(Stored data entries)
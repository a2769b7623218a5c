//! Test assertion helpers.

use std::process::Output;

/// Assert that a command output was successful.
pub fn assert_success(output: &Output) {
    if !output.status.success() {
        let stderr = String::from_utf8_lossy(&output.stderr);
        panic!("Command failed:\n{}", stderr);
    }
}

/// Assert that a command output failed.
pub fn assert_failure(output: &Output) {
    assert!(
        !output.status.success(),
        "Expected command to fail but it succeeded"
    );
}

/// Get stdout as String.
pub fn stdout(output: &Output) -> String {
    String::from_utf8_lossy(&output.stdout).to_string()
}

/// Get stderr as String.
pub fn stderr(output: &Output) -> String {
    String::from_utf8_lossy(&output.stderr).to_string()
}

/// Assert stdout contains a string.
pub fn assert_stdout_contains(output: &Output, expected: &str) {
    let out = stdout(output);
    assert!(
        out.contains(expected),
        "stdout missing '{}', got: {}",
        expected,
        out
    );
}

/// Assert stderr contains a string.
pub fn assert_stderr_contains(output: &Output, expected: &str) {
    let err = stderr(output);
    assert!(
        err.contains(expected),
        "stderr missing '{}', got: {}",
        expected,
        err
    );
}

/// Assert stdout does NOT contain a string.
pub fn assert_stdout_excludes(output: &Output, excluded: &str) {
    let out = stdout(output);
    assert!(
        !out.contains(excluded),
        "stdout should not contain '{}', got: {}",
        excluded,
        out
    );
}
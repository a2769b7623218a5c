//! Command-line interface.

pub mod cleanup;
pub mod completions;
pub mod get;
pub mod output;
pub mod sections;
pub mod status;
pub mod sync;

use std::path::{Path, PathBuf};
use std::time::Duration;

use clap::{Parser, Subcommand};
use tracing::debug;

use crate::core::config::{Overrides, Settings};
use crate::core::constants;
use crate::core::env::EnvFile;
use crate::core::sync::Readiness;
use crate::error::{ConfigError, Result};

/// Thothix Vault - publish sectioned .env files to Vault.
#[derive(Parser)]
#[command(
    name = "thothix-vault",
    about = "Publish sectioned .env files to a Vault KV v2 store",
    version,
    after_help = "Sections are declared with comment headers: # :database - Database settings"
)]
pub struct Cli {
    /// Configuration file to read
    #[arg(long, global = true, value_name = "PATH", default_value = constants::ENV_FILE)]
    pub env_file: PathBuf,

    /// Vault address
    #[arg(long, global = true, env = "VAULT_ADDR")]
    pub addr: Option<String>,

    /// Vault token (defaults to VAULT_ROOT_TOKEN, then VAULT_APP_TOKEN from the .env file)
    #[arg(long, global = true, env = "VAULT_TOKEN", hide_env_values = true)]
    pub token: Option<String>,

    /// KV v2 mount to publish under
    #[arg(long, global = true, env = "VAULT_MOUNT")]
    pub mount: Option<String>,

    /// Environment label for display and token names
    #[arg(long, global = true, env = "ENVIRONMENT")]
    pub environment: Option<String>,

    /// Readiness probes before giving up
    #[arg(long, global = true, value_name = "N")]
    pub retries: Option<u32>,

    /// Pause between readiness probes, in milliseconds
    #[arg(long, global = true, value_name = "MS")]
    pub retry_interval_ms: Option<u64>,

    /// Enable debug logging
    #[arg(short, long, global = true)]
    pub verbose: bool,

    /// Emit log records as JSON lines
    #[arg(long, global = true)]
    pub log_json: bool,

    #[command(subcommand)]
    pub command: Command,
}

/// Top-level commands.
#[derive(Subcommand)]
pub enum Command {
    /// Publish every section of the .env file to Vault
    Sync {
        /// Run against an in-memory store; nothing leaves this machine
        #[arg(long)]
        dry_run: bool,
        /// Print stored values instead of masking them
        #[arg(long)]
        show_values: bool,
    },

    /// Set up the mount, policies and tokens, then sync
    Init {
        /// Run against an in-memory store; nothing leaves this machine
        #[arg(long)]
        dry_run: bool,
        /// Print stored values instead of masking them
        #[arg(long)]
        show_values: bool,
    },

    /// Preview the sections parsed from the .env file
    Sections,

    /// Read one section back from Vault
    Get {
        /// Section identifier (e.g. database)
        section: String,
        /// Print stored values instead of masking them
        #[arg(long)]
        show_values: bool,
    },

    /// Check whether Vault is reachable and unsealed
    Status,

    /// Remove temporary files left behind by earlier runs
    Cleanup {
        /// Skip confirmation
        #[arg(short, long)]
        yes: bool,
        /// Directory to clean
        #[arg(long, value_name = "DIR", default_value = ".")]
        dir: PathBuf,
    },

    /// Generate shell completions
    Completions {
        /// Shell to generate completions for
        #[arg(value_enum)]
        shell: Shell,
    },
}

/// Supported shells for completions.
#[derive(clap::ValueEnum, Clone, Debug)]
pub enum Shell {
    Bash,
    Zsh,
    Fish,
    PowerShell,
}

/// Global options shared by every handler.
pub struct Context {
    pub env_file: PathBuf,
    overrides: Overrides,
    retries: Option<u32>,
    retry_interval: Option<Duration>,
}

impl Context {
    fn from_cli(cli: &Cli) -> Self {
        let environment = cli
            .environment
            .clone()
            .or_else(|| std::env::var("NODE_ENV").ok());

        Self {
            env_file: cli.env_file.clone(),
            overrides: Overrides {
                addr: cli.addr.clone(),
                token: cli.token.clone(),
                mount: cli.mount.clone(),
                environment,
            },
            retries: cli.retries,
            retry_interval: cli.retry_interval_ms.map(Duration::from_millis),
        }
    }

    /// Read the configuration file.
    pub fn read_config(&self) -> Result<String> {
        read_config(&self.env_file)
    }

    /// Resolve settings, reading `VAULT_*` keys from the configuration file
    /// when it exists.
    pub fn settings(&self) -> Result<Settings> {
        let env = if self.env_file.exists() {
            Some(EnvFile::load(&self.env_file)?)
        } else {
            debug!(path = %self.env_file.display(), "no configuration file, using flags and defaults");
            None
        };
        Settings::resolve(&self.overrides, env.as_ref())
    }

    /// Resolve settings from already-read configuration text.
    pub fn settings_from(&self, text: &str) -> Result<Settings> {
        let env = EnvFile::parse(text, self.env_file.clone());
        Settings::resolve(&self.overrides, Some(&env))
    }

    /// Apply `--retries` and `--retry-interval-ms` over `default`.
    pub fn readiness(&self, default: Readiness) -> Readiness {
        Readiness {
            attempts: self.retries.unwrap_or(default.attempts),
            interval: self.retry_interval.unwrap_or(default.interval),
        }
    }
}

fn read_config(path: &Path) -> Result<String> {
    std::fs::read_to_string(path).map_err(|source| {
        ConfigError::ReadEnv {
            path: path.to_path_buf(),
            source,
        }
        .into()
    })
}

/// Execute a command.
pub fn execute(cli: Cli) -> Result<()> {
    let ctx = Context::from_cli(&cli);

    match cli.command {
        Command::Sync {
            dry_run,
            show_values,
        } => sync::sync(&ctx, dry_run, show_values),
        Command::Init {
            dry_run,
            show_values,
        } => sync::init(&ctx, dry_run, show_values),
        Command::Sections => sections::execute(&ctx),
        Command::Get {
            section,
            show_values,
        } => get::execute(&ctx, &section, show_values),
        Command::Status => status::execute(&ctx),
        Command::Cleanup { yes, dir } => cleanup::execute(&dir, yes),
        Command::Completions { shell } => completions::execute(shell),
    }
}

### [Exercise prompt]
Reproduce every line above, keeping each word exactly as it appears.

### [Problem solution]
repository a2769b7623218a5c
//! Test assertion helpers.

use std::process::Output;

/// Assert that a command output was successful.
pub fn assert_success(output: &Output) {
    if !output.status.success() {
        let stderr = String::from_utf8_lossy(&output.stderr);
        panic!("Command failed:\n{}", stderr);
    }
}

/// Assert that a command output failed.
pub fn assert_failure(output: &Output) {
    assert!(
        !output.status.success(),
        "Expected command to fail but it succeeded"
    );
}

/// Get stdout as String.
pub fn stdout(output: &Output) -> String {
    String::from_utf8_lossy(&output.stdout).to_string()
}

/// Get stderr as String.
pub fn stderr(output: &Output) -> String {
    String::from_utf8_lossy(&output.stderr).to_string()
}

/// Assert stdout contains a string.
pub fn assert_stdout_contains(output: &Output, expected: &str) {
    let out = stdout(output);
    assert!(
        out.contains(expected),
        "stdout missing '{}', got: {}",
        expected,
        out
    );
}

/// Assert stderr contains a string.
pub fn assert_stderr_contains(output: &Output, expected: &str) {
    let err = stderr(output);
    assert!(
        err.contains(expected),
        "stderr missing '{}', got: {}",
        expected,
        err
    );
}

/// Assert stdout does NOT contain a string.
pub fn assert_stdout_excludes(output: &Output, excluded: &str) {
    let out = stdout(output);
    assert!(
        !out.contains(excluded),
        "stdout should not contain '{}', got: {}",
        excluded,
        out
    );
}
repository a2769b7623218a5c
//! Command-line interface.

pub mod cleanup;
pub mod completions;
pub mod get;
pub mod output;
pub mod sections;
pub mod status;
pub mod sync;

use std::path::{Path, PathBuf};
use std::time::Duration;

use clap::{Parser, Subcommand};
use tracing::debug;

use crate::core::config::{Overrides, Settings};
use crate::core::constants;
use crate::core::env::EnvFile;
use crate::core::sync::Readiness;
use crate::error::{ConfigError, Result};

/// Thothix Vault - publish sectioned .env files to Vault.
#[derive(Parser)]
#[command(
    name = "thothix-vault",
    about = "Publish sectioned .env files to a Vault KV v2 store",
    version,
    after_help = "Sections are declared with comment headers: # :database - Database settings"
)]
pub struct Cli {
    /// Configuration file to read
    #[arg(long, global = true, value_name = "PATH", default_value = constants::ENV_FILE)]
    pub env_file: PathBuf,

    /// Vault address
    #[arg(long, global = true, env = "VAULT_ADDR")]
    pub addr: Option<String>,

    /// Vault token (defaults to VAULT_ROOT_TOKEN, then VAULT_APP_TOKEN from the .env file)
    #[arg(long, global = true, env = "VAULT_TOKEN", hide_env_values = true)]
    pub token: Option<String>,

    /// KV v2 mount to publish under
    #[arg(long, global = true, env = "VAULT_MOUNT")]
    pub mount: Option<String>,

    /// Environment label for display and token names
    #[arg(long, global = true, env = "ENVIRONMENT")]
    pub environment: Option<String>,

    /// Readiness probes before giving up
    #[arg(long, global = true, value_name = "N")]
    pub retries: Option<u32>,

    /// Pause between readiness probes, in milliseconds
    #[arg(long, global = true, value_name = "MS")]
    pub retry_interval_ms: Option<u64>,

    /// Enable debug logging
    #[arg(short, long, global = true)]
    pub verbose: bool,

    /// Emit log records as JSON lines
    #[arg(long, global = true)]
    pub log_json: bool,

    #[command(subcommand)]
    pub command: Command,
}

/// Top-level commands.
#[derive(Subcommand)]
pub enum Command {
    /// Publish every section of the .env file to Vault
    Sync {
        /// Run against an in-memory store; nothing leaves this machine
        #[arg(long)]
        dry_run: bool,
        /// Print stored values instead of masking them
        #[arg(long)]
        show_values: bool,
    },

    /// Set up the mount, policies and tokens, then sync
    Init {
        /// Run against an in-memory store; nothing leaves this machine
        #[arg(long)]
        dry_run: bool,
        /// Print stored values instead of masking them
        #[arg(long)]
        show_values: bool,
    },

    /// Preview the sections parsed from the .env file
    Sections,

    /// Read one section back from Vault
    Get {
        /// Section identifier (e.g. database)
        section: String,
        /// Print stored values instead of masking them
        #[arg(long)]
        show_values: bool,
    },

    /// Check whether Vault is reachable and unsealed
    Status,

    /// Remove temporary files left behind by earlier runs
    Cleanup {
        /// Skip confirmation
        #[arg(short, long)]
        yes: bool,
        /// Directory to clean
        #[arg(long, value_name = "DIR", default_value = ".")]
        dir: PathBuf,
    },

    /// Generate shell completions
    Completions {
        /// Shell to generate completions for
        #[arg(value_enum)]
        shell: Shell,
    },
}

/// Supported shells for completions.
#[derive(clap::ValueEnum, Clone, Debug)]
pub enum Shell {
    Bash,
    Zsh,
    Fish,
    PowerShell,
}

/// Global options shared by every handler.
pub struct Context {
    pub env_file: PathBuf,
    overrides: Overrides,
    retries: Option<u32>,
    retry_interval: Option<Duration>,
}

impl Context {
    fn from_cli(cli: &Cli) -> Self {
        let environment = cli
            .environment
            .clone()
            .or_else(|| std::env::var("NODE_ENV").ok());

        Self {
            env_file: cli.env_file.clone(),
            overrides: Overrides {
                addr: cli.addr.clone(),
                token: cli.token.clone(),
                mount: cli.mount.clone(),
                environment,
            },
            retries: cli.retries,
            retry_interval: cli.retry_interval_ms.map(Duration::from_millis),
        }
    }

    /// Read the configuration file.
    pub fn read_config(&self) -> Result<String> {
        read_config(&self.env_file)
    }

    /// Resolve settings, reading `VAULT_*` keys from the configuration file
    /// when it exists.
    pub fn settings(&self) -> Result<Settings> {
        let env = if self.env_file.exists() {
            Some(EnvFile::load(&self.env_file)?)
        } else {
            debug!(path = %self.env_file.display(), "no configuration file, using flags and defaults");
            None
        };
        Settings::resolve(&self.overrides, env.as_ref())
    }

    /// Resolve settings from already-read configuration text.
    pub fn settings_from(&self, text: &str) -> Result<Settings> {
        let env = EnvFile::parse(text, self.env_file.clone());
        Settings::resolve(&self.overrides, Some(&env))
    }

    /// Apply `--retries` and `--retry-interval-ms` over `default`.
    pub fn readiness(&self, default: Readiness) -> Readiness {
        Readiness {
            attempts: self.retries.unwrap_or(default.attempts),
            interval: self.retry_interval.unwrap_or(default.interval),
        }
    }
}

fn read_config(path: &Path) -> Result<String> {
    std::fs::read_to_string(path).map_err(|source| {
        ConfigError::ReadEnv {
            path: path.to_path_buf(),
            source,
        }
        .into()
    })
}

/// Execute a command.
pub fn execute(cli: Cli) -> Result<()> {
    let ctx = Context::from_cli(&cli);

    match cli.command {
        Command::Sync {
            dry_run,
            show_values,
        } => sync::sync(&ctx, dry_run, show_values),
        Command::Init {
            dry_run,
            show_values,
        } => sync::init(&ctx, dry_run, show_values),
        Command::Sections => sections::execute(&ctx),
        Command::Get {
            section,
            show_values,
        } => get::execute(&ctx, &section, show_values),
        Command::Status => status::execute(&ctx),
        Command::Cleanup { yes, dir } => cleanup::execute(&dir, yes),
        Command::Completions { shell } => completions::execute(shell),
    }
}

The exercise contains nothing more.